"Ay, Willie, as the clock struck!" said the voice of Judith, the Welsh nurse, as she bent down and looked at the white face. The old woman must have turned back and followed us, seen the accident, and slipped out by the lower gate of the garden. "Ay," she groaned, "you have fed the Woman of the Water this night, Willie, while the clock was striking."

I scarcely heard her as I knelt beside the lifeless body of the woman I loved, chafing the wet white temples, and gazing wildly into the wide-staring eyes. I remember only the first returning look of consciousness, the first heaving breath, the first movement of those dear hands stretching out towards me.

That is not much of a story, you say. It is the story of my life. That is all. It does not pretend to be anything else. Old Judith says my luck turned on that summer's night, when I was struggling in the water to save all that was worth living for. A month later there was a stone bridge above the grotto, and Margaret and I stood on it, and looked up at the moonlit Castle, as we had done once before, and as we have done many times since. For all those things happened ten years ago last summer, and this is the tenth Christmas Eve we have spent together by the roaring logs in the old hall, talking of old times; and every year there are more old times to talk of. There are curly-headed boys, too, with red-gold hair and dark-brown eyes like their mother's, and a little Margaret, with solemn black eyes like mine. Why could she not look like her mother, too, as well as the rest of them?

The world is very bright at this glorious Christmas time, and perhaps there is little use in calling up the sadness of long ago, unless it be to make the jolly firelight seem more cheerful, the good wife's face look gladder, and to give the children's laughter a merrier ring, by contrast with all that is gone. Perhaps, too, some sad-faced, listless, melancholy youth, who feels that the world is very hollow, and that life is like a perpetual funeral service, just as I used to feel myself, may take courage from my example, and having found the woman of his heart, ask her to marry him after half an hour's acquaintance. But, on the whole, I would not advise any man to marry, for the simple reason that no man will ever find a wife like mine, and being obliged to go further, he will necessarily fare worse. My wife has done miracles, but I will not assert that any other woman is able to follow her example.
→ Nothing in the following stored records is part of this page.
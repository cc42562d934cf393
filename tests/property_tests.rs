use fixturesrv::http::{QueryParams, Response};
use fixturesrv::{CompletionBarrier, RequestDispatcher, RequestView, Route, any_content_encoding_specified};
use fixturesrv::http::Session;
use http::{Method, StatusCode, Version};
use proptest::prelude::*;
use std::time::Duration;

fn session(path: &str) -> Session {
    Session {
        method: Method::GET,
        uri: path.to_string(),
        version: Version::HTTP_11,
        headers: Default::default(),
        query: QueryParams::default(),
        body: Default::default(),
        remote_addr: None,
    }
}

proptest! {
    #![proptest_config(ProptestConfig::with_cases(50))]

    /// Property: values for one key come back in the order they were sent
    #[test]
    fn query_values_keep_their_order(values in prop::collection::vec("[a-z0-9]{1,8}", 1..10)) {
        let query = values
            .iter()
            .map(|value| format!("key={value}&other=x"))
            .collect::<Vec<_>>()
            .join("&");
        let params = QueryParams::parse(&query);

        prop_assert_eq!(params.get_all("key"), values.as_slice());
        prop_assert_eq!(params.get_all("other").len(), values.len());
        prop_assert_eq!(params.keys().collect::<Vec<_>>(), vec!["key", "other"]);
    }

    /// Property: a flush returns once every ticket opened before it is closed
    #[test]
    fn flush_completes_after_all_tickets_close(count in 0usize..40) {
        tokio_test::block_on(async {
            let barrier = CompletionBarrier::new();
            let tickets: Vec<_> = (0..count).map(|_| barrier.open()).collect();
            prop_assert_eq!(barrier.outstanding(), count);

            let closer = tokio::spawn(async move {
                for ticket in tickets {
                    tokio::task::yield_now().await;
                    ticket.close();
                }
            });

            tokio::time::timeout(Duration::from_secs(5), barrier.flush())
                .await
                .map_err(|_| TestCaseError::fail("flush never completed"))?;
            prop_assert_eq!(barrier.outstanding(), 0);
            closer.await.map_err(|e| TestCaseError::fail(e.to_string()))?;
            Ok(())
        })?;
    }

    /// Property: a declared encoding is any list holding at least one real token
    #[test]
    fn content_encoding_specified_iff_some_token_present(
        entries in prop::collection::vec(
            prop_oneof![
                "[ ]{0,3}".prop_map(|blank| (blank, false)),
                "[a-z]{1,8}".prop_map(|token| (format!(" {token} "), true)),
            ],
            0..5,
        )
    ) {
        let value = entries.iter().map(|(text, _)| text.as_str()).collect::<Vec<_>>().join(",");
        let has_token = entries.iter().any(|(_, is_token)| *is_token);

        let response = Response::text(StatusCode::OK, "x").with_header("Content-Encoding", value);
        prop_assert_eq!(any_content_encoding_specified(&response), has_token);
    }

    /// Property: the counters never report more matches than requests
    #[test]
    fn matched_never_exceeds_heard(paths in prop::collection::vec("/[ab]{0,3}", 0..30)) {
        let dispatcher = RequestDispatcher::with_routes([Route::new(
            |request| request.path().starts_with("/a"),
            |_| Some(Response::text(StatusCode::OK, "a")),
        )]);

        for path in &paths {
            let session = session(path);
            dispatcher.handle(&RequestView::new(&session));
        }

        let expected_matches = paths.iter().filter(|path| path.starts_with("/a")).count() as u64;
        prop_assert_eq!(dispatcher.heard_count(), paths.len() as u64);
        prop_assert_eq!(dispatcher.matched_count(), expected_matches);
        prop_assert!(dispatcher.matched_count() <= dispatcher.heard_count());
    }
}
Margaret always said that the old place was beautiful, and that I ought to be proud of it. I dare say she is right. She has even more imagination than I. But I have a good answer and a plain one, which is this—that all the beauty of the Castle comes from her. She has breathed upon it all, as the children blow upon the cold glass window-panes in winter; and as their warm breath crystallises into landscapes from fairyland, full of exquisite shapes and traceries upon the blank surface, so her spirit has transformed every grey stone of the old towers, every ancient tree and hedge in the gardens, every thought in my once melancholy self. All that was old is young, and all that was sad is glad, and I am the gladdest of all. Whatever heaven may be, there is no earthly paradise without woman, nor is there anywhere a place so desolate, so dreary, so unutterably miserable that a woman cannot make it seem heaven to the man she loves, and who loves her.

I hear certain cynics laugh, and cry that all that has been said before. Do not laugh, my good cynic. You are too small a man to laugh at such a great thing as love. Prayers have been said before now by many, and perhaps you say yours, too. I do not think they lose anything by being repeated, nor you by repeating them. You say that the world is bitter, and full of the Waters of Bitterness. Love, and so live that you may be loved—the world will turn sweet for you, and you shall rest like me by the Waters of Paradise.